O Housing Act de 1983 também criou uma versão adicional ao programa, estabelecido pela Seção 8 Certificados, de complementação de renda para o pagamento de aluguel: o Freestanding Voucher Program. Esses dois programas diferiam especialmente em dois aspectos. Em primeiro lugar, o diferencial entre 30% da renda das famílias e o cálculo de um aluguel médio ponderado pelas características do imóvel, que funcionava como base de cálculo dos certificados, foi substituído pela definição de um valor máximo para o aluguel a ser coberto pelo voucher, consistindo, assim, em um payment standard. Em segundo lugar, sob o programa de voucher, seus beneficiários estavam “livres” para assumir um custo com aluguel superior ou inferior a 30% de sua renda, sem que isso implicasse em variações no valor recebido. Fica, então, evidente que o programa de voucher favorecia uma blindagem dos gastos federais com o programa frente à evolução dos aluguéis e da renda das famílias, porque passava a depender apenas da atualização do payment standard realizada pelo próprio governo. Ademais, sob o

pretexto da maior liberdade de escolha conferida às famílias estava implícito o reconhecimento de que um custo de habitação maior que 30% da renda das famílias tornava-se, desde então, aceito, não acionando nenhum gatilho de compensação por parte da política habitacional. De fato, como será visto na seção 3.5, a valorização dos imóveis nos anos 2000, ainda que não tenha sido acompanhada na mesma velocidade pela elevação dos aluguéis, levou a uma escalada do peso dos pagamentos de aluguel na renda das famílias, especialmente daquelas de menor renda, sugerindo as limitações desses programas de vouchers para assegurar o acesso à moradia dessas parcelas da sociedade.
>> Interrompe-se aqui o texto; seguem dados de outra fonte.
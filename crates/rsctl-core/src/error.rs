// ── Core error types ──
//
// The six-way operator taxonomy. Wire detail from `rsctl_api::Error` is
// folded in by the `From` impl; the CLI only ever sees `CoreError`.

use thiserror::Error;

/// Which validator rule rejected a desired-state delta.
#[derive(Debug, Clone, Copy, PartialEq, Eq, strum::Display)]
#[strum(serialize_all = "kebab-case")]
pub enum ValidationRule {
    DhcpTransition,
    StaticAddress,
    DnsSource,
    Proxy,
    ManualTime,
    Input,
}

/// Unified error type for the core crate.
#[derive(Debug, Error)]
pub enum CoreError {
    /// Malformed identifier or argument shape.
    #[error("Invalid format: {message}")]
    Format { message: String },

    /// Network failure outside a session (registry fetches).
    #[error("Transport error: {message}")]
    Transport { message: String },

    /// Bad credentials, or the session died mid-operation.
    ///
    /// When `session_lost` is set the request that saw the 401 may already
    /// have been applied.
    #[error("{message}")]
    Auth { message: String, session_lost: bool },

    /// Login retry budget exhausted.
    #[error("Failed to connect to the controller: {message}")]
    Connect { message: String },

    /// A verb call or monitored task ended outside 2xx.
    #[error("{context}: {message}")]
    Request {
        context: String,
        status: Option<u16>,
        message: String,
    },

    /// Rejected before any write was attempted.
    #[error("{message}")]
    Validation {
        rule: ValidationRule,
        message: String,
    },
}

impl CoreError {
    pub(crate) fn validation(rule: ValidationRule, message: impl Into<String>) -> Self {
        Self::Validation {
            rule,
            message: message.into(),
        }
    }

    pub(crate) fn request(
        context: impl Into<String>,
        status: Option<u16>,
        message: impl Into<String>,
    ) -> Self {
        Self::Request {
            context: context.into(),
            status,
            message: message.into(),
        }
    }

    pub(crate) fn auth(message: impl Into<String>) -> Self {
        Self::Auth {
            message: message.into(),
            session_lost: false,
        }
    }

    /// `true` for an `Auth` error raised by a 401 on a live session.
    pub fn is_session_lost(&self) -> bool {
        matches!(
            self,
            Self::Auth {
                session_lost: true,
                ..
            }
        )
    }

    /// Short machine-readable kind for log fields.
    pub fn kind(&self) -> &'static str {
        match self {
            Self::Format { .. } => "format",
            Self::Transport { .. } => "transport",
            Self::Auth { .. } => "auth",
            Self::Connect { .. } => "connect",
            Self::Request { .. } => "request",
            Self::Validation { .. } => "validation",
        }
    }
}

// ── Conversion from wire-level errors ───────────────────────────────

impl From<rsctl_api::Error> for CoreError {
    fn from(err: rsctl_api::Error) -> Self {
        use rsctl_api::Error as Api;

        match err {
            Api::Format { message } => Self::Format { message },
            Api::InvalidUrl(e) => Self::Format {
                message: format!("invalid URL: {e}"),
            },
            Api::Transport(e) => Self::Transport {
                message: e.to_string(),
            },
            Api::Tls(message) => Self::Connect { message },
            Api::Authentication { message } => Self::auth(message),
            e @ Api::SessionExpired { .. } => Self::Auth {
                message: e.to_string(),
                session_lost: true,
            },
            Api::Connect {
                url,
                attempts,
                reason,
            } => Self::Connect {
                message: format!("{url} unreachable after {attempts} attempt(s): {reason}"),
            },
            Api::Request {
                verb,
                path,
                status,
                message,
            } => Self::request(format!("{verb} failed for {path}"), Some(status), message),
            Api::Deserialization { message, .. } => {
                Self::request("Unexpected response body", None, message)
            }
        }
    }
}

#[cfg(test)]
mod tests {
    use super::*;

    #[test]
    fn request_errors_keep_verb_and_path() {
        let err = CoreError::from(rsctl_api::Error::Request {
            verb: "PATCH".into(),
            path: "/redfish/v1/Managers/1".into(),
            status: 400,
            message: "Bad value".into(),
        });
        assert_eq!(
            err.to_string(),
            "PATCH failed for /redfish/v1/Managers/1: Bad value"
        );
        assert_eq!(err.kind(), "request");
    }

    #[test]
    fn session_expiry_is_flagged() {
        let err = CoreError::from(rsctl_api::Error::SessionExpired {
            verb: "PATCH".into(),
            path: "/redfish/v1/AccountService/Accounts/1".into(),
        });
        assert!(err.is_session_lost());
        assert!(!CoreError::auth("Login failed: nope").is_session_lost());
    }

    #[test]
    fn validation_rule_names() {
        assert_eq!(ValidationRule::DhcpTransition.to_string(), "dhcp-transition");
        assert_eq!(ValidationRule::ManualTime.to_string(), "manual-time");
    }
}
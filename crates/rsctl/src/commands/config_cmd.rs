//! Config subcommand handlers. These never contact a controller.

use crate::cli::{ConfigArgs, ConfigCommand, GlobalOpts, OutputFormat};
use crate::error::CliError;
use crate::output;

pub fn handle(args: ConfigArgs, global: &GlobalOpts) -> Result<(), CliError> {
    match args.command {
        ConfigCommand::Show => {
            let cfg = rsctl_config::load_config()?;
            let out = match global.output {
                OutputFormat::Table | OutputFormat::Plain => rsctl_config::render_redacted(&cfg)?,
                format => {
                    let redacted = cfg.redacted();
                    output::render_single(format, &redacted, |_| String::new(), |_| String::new())?
                }
            };
            output::print_output(out.trim_end(), global.quiet);
            Ok(())
        }

        ConfigCommand::Path => {
            output::print_output(&rsctl_config::config_path().display().to_string(), false);
            Ok(())
        }
    }
}
//! HTTPS and trusted certificate handlers.

use tabled::Tabled;

use rsctl_core::{Certificate, Controller};

use crate::cli::{
    CertArgs, CertCommand, GlobalOpts, OutputFormat, TrustedCertArgs, TrustedCertCommand,
};
use crate::error::CliError;
use crate::output::{self, Detail};

use super::util;

// ── Table row ────────────────────────────────────────────────────────

#[derive(Tabled)]
struct CertRow {
    #[tabled(rename = "ID")]
    id: String,
    #[tabled(rename = "Type")]
    kind: String,
    #[tabled(rename = "Valid Until")]
    valid_not_after: String,
    #[tabled(rename = "Fingerprint")]
    fingerprint: String,
}

impl From<&Certificate> for CertRow {
    fn from(c: &Certificate) -> Self {
        Self {
            id: output::cell(c.id.as_deref()),
            kind: output::cell(c.certificate_type.as_deref()),
            valid_not_after: output::cell(c.valid_not_after.as_deref()),
            fingerprint: output::cell(c.fingerprint.as_deref()),
        }
    }
}

fn cert_detail(c: &Certificate) -> String {
    let mut text = Detail::new()
        .field("ID", c.id.as_deref())
        .field("Type", c.certificate_type.as_deref())
        .field("Valid until", c.valid_not_after.as_deref())
        .field("Fingerprint", c.fingerprint.as_deref())
        .build();
    if let Some(pem) = c.certificate_string.as_deref() {
        text.push('\n');
        text.push_str(pem.trim_end());
    }
    text
}

fn cert_id(c: &Certificate) -> String {
    output::cell(c.id.as_deref())
}

// ── Handlers ─────────────────────────────────────────────────────────

pub async fn handle_https(
    controller: &Controller,
    args: CertArgs,
    global: &GlobalOpts,
) -> Result<(), CliError> {
    match args.command {
        CertCommand::Get => {
            let cert = controller.https_certificate().await?;
            let out = output::render_single(global.output, &cert, cert_detail, |c| {
                output::cell(c.certificate_string.as_deref())
            })?;
            output::print_output(&out, global.quiet);
            Ok(())
        }

        CertCommand::Replace {
            cert_file,
            key_file,
        } => {
            let cert = util::read_text_file(&cert_file)?;
            let key = util::read_text_file(&key_file)?;
            controller.replace_https_certificate(&cert, &key).await?;
            output::print_status("Certificate replaced", global.quiet);
            Ok(())
        }
    }
}

pub async fn handle_trusted(
    controller: &Controller,
    args: TrustedCertArgs,
    global: &GlobalOpts,
) -> Result<(), CliError> {
    match args.command {
        TrustedCertCommand::List => {
            let certs = controller.trusted_certificates().await?;
            if certs.is_empty() && matches!(global.output, OutputFormat::Table) {
                output::print_status("No trusted certificates installed.", global.quiet);
                return Ok(());
            }
            let out = output::render_list(
                global.output,
                &certs,
                |c| CertRow::from(c),
                cert_id,
            )?;
            output::print_output(&out, global.quiet);
            Ok(())
        }

        TrustedCertCommand::Add { cert_file } => {
            let pem = util::read_text_file(&cert_file)?;
            controller.add_trusted_certificate(&pem).await?;
            output::print_status("Trusted certificate added", global.quiet);
            Ok(())
        }

        TrustedCertCommand::Delete { cert_id } => {
            if !util::confirm(&format!("Delete trusted certificate '{cert_id}'?"), global.yes)? {
                return Ok(());
            }
            controller.delete_trusted_certificate(&cert_id).await?;
            output::print_status("Trusted certificate deleted", global.quiet);
            Ok(())
        }
    }
}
Com o objetivo de reduzir os gastos com a Seção 8 Certificados – que se expandiu rapidamente desde sua criação, passando a beneficiar de 100 mil famílias, em 1976, para um pouco mais de 624 mil famílias, em 1980 – foi alterado o cálculo do fair market rent (FRM). Em 1974, esse parâmetro consistia no valor da mediana dos aluguéis dos imóveis recentemente alugados em uma determinada região metropolitana; em 1984, esse valor foi reduzido para o equivalente ao 45º percentil. Em outros termos, após 1984, o FRM consistia em um valor tal que garantia que 45% dos imóveis alugados naquele ano apresentassem aluguéis inferiores. Essa variável de ajuste voltaria a ser utilizada em 1995, quando se passou a usar o 40º percentil. Foi somente em 2001, diante do aquecimento dos mercados imobiliários, que 39 das áreas metropolitanas (entre elas, San Diego, Washington, Atlanta e Chicago) sujeitas às maiores escaladas dos preços imobiliários, foram autorizadas a definir o FMR a partir do aluguel mediano (50º percentil)100.